Work instruction
What you return must be exactly the lines from the one containing "with generation key" through the close of the listing, both included.
####
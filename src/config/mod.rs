//! Configuration.
//!
//! Three file tiers merged key by key, then environment overrides:
//! 1. **Defaults** - built in
//! 2. **Project** - `./task-rollover/config.yaml`
//! 3. **User** - `~/.task-rollover/config.yaml`
//!
//! ## Environment Variables
//! - `TASK_ROLLOVER_CONFIG_PATH` - Explicit config file (replaces the file tiers)
//! - `TASK_ROLLOVER_DB_PATH` - Database path
//! - `TASK_ROLLOVER_DEFAULT_TZ` - Fallback timezone for users
//! - `TASK_ROLLOVER_PORT` - HTTP port

mod loader;
mod types;

pub use loader::{ConfigLoader, ConfigPaths, ConfigTier, merge_into};
pub use types::*;
//! General dashboard task records.

use super::lifecycle::parse_metrics;
use super::{Database, date_column, date_to_sql, enum_column, json_column, now_ms};
use crate::store::NewTask;
use crate::types::{Board, Task};
use anyhow::{Result, anyhow};
use rusqlite::{Connection, OptionalExtension, Row, params};
use uuid::Uuid;

pub fn parse_task_row(row: &Row) -> rusqlite::Result<Task> {
    Ok(Task {
        id: row.get("id")?,
        user_id: row.get("user_id")?,
        title: row.get("title")?,
        description: row.get("description")?,
        due_date: date_column(row, "due_date")?,
        time: row.get("time")?,
        is_completed: row.get("is_completed")?,
        completed_at: row.get("completed_at")?,
        origin_board: enum_column(row, "origin_board")?,
        current_board: enum_column(row, "current_board")?,
        is_daily_recurring: row.get("is_daily_recurring")?,
        metrics: parse_metrics(row)?,
        parent_task_id: row.get("parent_task_id")?,
        last_moved_to_overdue_at: row.get("last_moved_to_overdue_at")?,
        tags: json_column(row, "tags")?,
        generation_key: row.get("generation_key")?,
        created_at: row.get("created_at")?,
        updated_at: row.get("updated_at")?,
    })
}

/// Internal helper to get a task using an existing connection.
pub(crate) fn get_task_internal(conn: &Connection, task_id: &str) -> Result<Option<Task>> {
    let task = conn
        .query_row(
            "SELECT * FROM tasks WHERE id = ?1",
            params![task_id],
            parse_task_row,
        )
        .optional()?;
    Ok(task)
}

/// Insert `task`; with `ignore_conflict` a duplicate `generation_key` is skipped.
fn insert_task(conn: &Connection, task: &NewTask, ignore_conflict: bool) -> Result<String> {
    let id = Uuid::now_v7().to_string();
    let now = now_ms();
    let board = task.board.unwrap_or(Board::General);
    let tags_json = serde_json::to_string(&task.tags)?;
    let on_conflict = if ignore_conflict {
        "ON CONFLICT(generation_key) DO NOTHING"
    } else {
        ""
    };

    conn.execute(
        &format!(
            "INSERT INTO tasks (
                id, user_id, title, description, due_date, time, origin_board, current_board,
                is_daily_recurring, parent_task_id, tags, generation_key, created_at, updated_at
            ) VALUES (?1, ?2, ?3, ?4, ?5, ?6, ?7, ?7, ?8, ?9, ?10, ?11, ?12, ?12) {}",
            on_conflict
        ),
        params![
            &id,
            &task.user_id,
            &task.title,
            &task.description,
            task.due_date.map(date_to_sql),
            &task.time,
            board.as_str(),
            task.is_daily_recurring,
            &task.parent_task_id,
            tags_json,
            &task.generation_key,
            now,
        ],
    )?;
    Ok(id)
}

impl Database {
    /// Create an ad hoc task.
    pub fn create_task(&self, task: &NewTask) -> Result<Task> {
        self.with_conn(|conn| {
            let id = insert_task(conn, task, false)?;
            get_task_internal(conn, &id)?.ok_or_else(|| anyhow!("Task not found after insert: {}", id))
        })
    }

    /// Insert a keyed task, or return the task already holding the key.
    pub fn insert_task_if_absent(&self, task: &NewTask) -> Result<Task> {
        let Some(key) = task.generation_key.as_deref() else {
            return self.create_task(task);
        };

        self.with_conn(|conn| {
            insert_task(conn, task, true)?;
            let existing = conn
                .query_row(
                    "SELECT * FROM tasks WHERE generation_key = ?1",
                    params![key],
                    parse_task_row,
                )
                .optional()?;
            existing.ok_or_else(|| anyhow!("Task with generation key {} vanished", key))
        })
    }

    pub fn get_task(&self, task_id: &str) -> Result<Option<Task>> {
        self.with_conn(|conn| get_task_internal(conn, task_id))
    }

    /// Tasks owned by `user_id`, optionally restricted to one board, oldest first.
    pub fn list_tasks(&self, user_id: &str, board: Option<Board>) -> Result<Vec<Task>> {
        self.with_conn(|conn| {
            let mut stmt = conn.prepare(
                "SELECT * FROM tasks
                 WHERE user_id = ?1 AND (?2 IS NULL OR current_board = ?2)
                 ORDER BY created_at, id",
            )?;
            let tasks = stmt
                .query_map(params![user_id, board.map(|b| b.as_str())], parse_task_row)?
                .collect::<rusqlite::Result<Vec<_>>>()?;
            Ok(tasks)
        })
    }

    /// Update board placement and completion. `origin_board` is never written.
    pub fn set_task_board(
        &self,
        task_id: &str,
        board: Board,
        completed: bool,
        now: i64,
    ) -> Result<Task> {
        self.with_conn(|conn| {
            let changed = conn.execute(
                "UPDATE tasks SET
                    current_board = ?1,
                    is_completed = ?2,
                    completed_at = CASE WHEN ?2 THEN COALESCE(completed_at, ?3) ELSE NULL END,
                    updated_at = ?3
                 WHERE id = ?4",
                params![board.as_str(), completed, now, task_id],
            )?;
            if changed == 0 {
                return Err(anyhow!("Task not found: {}", task_id));
            }
            get_task_internal(conn, task_id)?.ok_or_else(|| anyhow!("Task not found: {}", task_id))
        })
    }
}
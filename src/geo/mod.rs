pub mod feature;
pub mod filter;

pub use feature::{Feature, FeatureCollection, FeatureProperties, Geometry};
pub use filter::{filter_features_by_count, visible_features};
####
Answer space
            existing.ok_or_else(|| anyhow!("Task with generation key {} vanished", key))
        })
    }

    pub fn get_task(&self, task_id: &str) -> Result<Option<Task>> {
        self.with_conn(|conn| get_task_internal(conn, task_id))
    }

    /// Tasks owned by `user_id`, optionally restricted to one board, oldest first.
    pub fn list_tasks(&self, user_id: &str, board: Option<Board>) -> Result<Vec<Task>> {
        self.with_conn(|conn| {
            let mut stmt = conn.prepare(
                "SELECT * FROM tasks
                 WHERE user_id = ?1 AND (?2 IS NULL OR current_board = ?2)
                 ORDER BY created_at, id",
            )?;
            let tasks = stmt
                .query_map(params![user_id, board.map(|b| b.as_str())], parse_task_row)?
                .collect::<rusqlite::Result<Vec<_>>>()?;
            Ok(tasks)
        })
    }

    /// Update board placement and completion. `origin_board` is never written.
    pub fn set_task_board(
        &self,
        task_id: &str,
        board: Board,
        completed: bool,
        now: i64,
    ) -> Result<Task> {
        self.with_conn(|conn| {
            let changed = conn.execute(
                "UPDATE tasks SET
                    current_board = ?1,
                    is_completed = ?2,
                    completed_at = CASE WHEN ?2 THEN COALESCE(completed_at, ?3) ELSE NULL END,
                    updated_at = ?3
                 WHERE id = ?4",
                params![board.as_str(), completed, now, task_id],
            )?;
            if changed == 0 {
                return Err(anyhow!("Task not found: {}", task_id));
            }
            get_task_internal(conn, task_id)?.ok_or_else(|| anyhow!("Task not found: {}", task_id))
        })
    }
}
filename src/geo/mod.rs
pub mod feature;
pub mod filter;

pub use feature::{Feature, FeatureCollection, FeatureProperties, Geometry};
pub use filter::{filter_features_by_count, visible_features};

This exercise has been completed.